I ciclisti non hanno molto tempo per guardare i paesaggi, nonostante i paesaggi stessi siano una parte di loro e di noi quando immaginiamo una corsa. Soraya Paladin, ieri, in ricognizione, per un attimo si è dimenticata della fretta e di tutta la fatica e ha spalancato gli occhi sul quinto settore di sterrato, quello di San Martino in Grania, poco più di nove chilometri: «Devo ammetterlo: sono rimasta stupita. Eppure di paesaggi ne vedo molti. Non so, qui c’è qualcosa di particolare. Qualcosa di così tipicamente toscano. Qualcosa che somiglia molto a questa terra ed anche a qualche emozione». E qui si ritorna a quella ragazza, a quel bambino, a quel riappropriarsi della semplicità della bellezza.
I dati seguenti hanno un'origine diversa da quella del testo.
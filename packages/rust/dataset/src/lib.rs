//! Master dataset access, segmentation, and staging for landeval.
//!
//! This crate owns the data side of the pipeline:
//! - [`RecordStore`] — dataset loading and identifier lookup
//! - [`segmenter`] — projecting a record into per-segment extracts
//! - [`StagingArea`] — the scoped working directory for extracts
//! - [`selection`] — injected record-selection strategies

pub mod segmenter;
pub mod selection;
pub mod staging;
pub mod store;

pub use segmenter::{Segmentation, SegmentWarning, segment, validate_coverage};
pub use selection::{FixedSelection, PromptSelection, SelectionStrategy};
pub use staging::StagingArea;
pub use store::RecordStore;
//! Record selection strategies.
//!
//! The pipeline is handed a [`SelectionStrategy`] rather than reading
//! stdin itself: batch callers inject [`FixedSelection`], the CLI
//! injects [`PromptSelection`] for the interactive numbered menu.

use std::io::{BufRead, Write};

use landeval_shared::{LandEvalError, Result};

/// Chooses one identifier from the dataset's identifier list.
pub trait SelectionStrategy {
    /// Pick an identifier. `ids` is never empty when called by the pipeline.
    fn select(&self, ids: &[String]) -> Result<String>;
}

/// Deterministic strategy: always returns the configured identifier.
///
/// The identifier is returned as-is; whether it actually matches a
/// record is the store's concern.
#[derive(Debug, Clone)]
pub struct FixedSelection(pub String);

impl SelectionStrategy for FixedSelection {
    fn select(&self, _ids: &[String]) -> Result<String> {
        Ok(self.0.clone())
    }
}

/// Interactive strategy: prints a numbered identifier list and reads the
/// operator's choice from stdin. Accepts either a 1-based index or a
/// literal identifier, reprompting on invalid input.
#[derive(Debug, Default)]
pub struct PromptSelection;

impl SelectionStrategy for PromptSelection {
    fn select(&self, ids: &[String]) -> Result<String> {
        let stdin = std::io::stdin();
        let mut lines = stdin.lock().lines();

        println!("\nAvailable stock numbers:");
        for (i, id) in ids.iter().enumerate() {
            println!("{}. {id}", i + 1);
        }

        loop {
            print!("\nSelect a stock number (index or identifier): ");
            std::io::stdout()
                .flush()
                .map_err(|e| LandEvalError::validation(format!("stdout flush failed: {e}")))?;

            let line = match lines.next() {
                Some(Ok(line)) => line,
                Some(Err(e)) => {
                    return Err(LandEvalError::validation(format!("stdin read failed: {e}")));
                }
                None => return Err(LandEvalError::validation("stdin closed during selection")),
            };

            if let Some(choice) = resolve_choice(line.trim(), ids) {
                return Ok(choice);
            }
            println!("Invalid selection, try again.");
        }
    }
}

/// Resolve raw operator input against the identifier list.
fn resolve_choice(input: &str, ids: &[String]) -> Option<String> {
    if let Ok(index) = input.parse::<usize>() {
        if (1..=ids.len()).contains(&index) {
            return Some(ids[index - 1].clone());
        }
    }
    ids.iter().find(|id| id.as_str() == input).cloned()
}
Poi una confessione, timida, quasi strappata a un interiore profondo eppure messo a tacere con la consapevolezza di quanto può essere oppressivo il mondo là fuori: «Domani saranno cinque anni dalla scomparsa di Chiara Pierobon. La mia amica Chiara, semplicemente lei. Chiara mi manca. Sarebbe emozionante fare qualcosa di speciale come squadra. Farlo per lei. Vorrei così tanto». I genitori di Soraya Paladin la seguono spesso alle gare. Forse saranno in Piazza del Campo. Forse mamma correrà ad abbracciarla in Piazza del Campo. Come a Maniago, allo scorso Giro Rosa. Come mamma e figlia. In silenzio. E qui c’è davvero dentro tutto, senza ulteriori parole.
La sesta edizione della Strade Bianche, di 136 km, è in programma domani, sabato 1 agosto. Partenza ore 12 da Siena, Fortezza Medicea, arrivo ore 16.50 circa a Siena, Piazza del Campo.
In contemporanea la quattordicesima edizione della Strade Bianche maschile, 184 km. Partenza ore 13.45 da Siena, Fortezza Medicea, arrivo ore 18.30 circa a Siena, Piazza del Campo.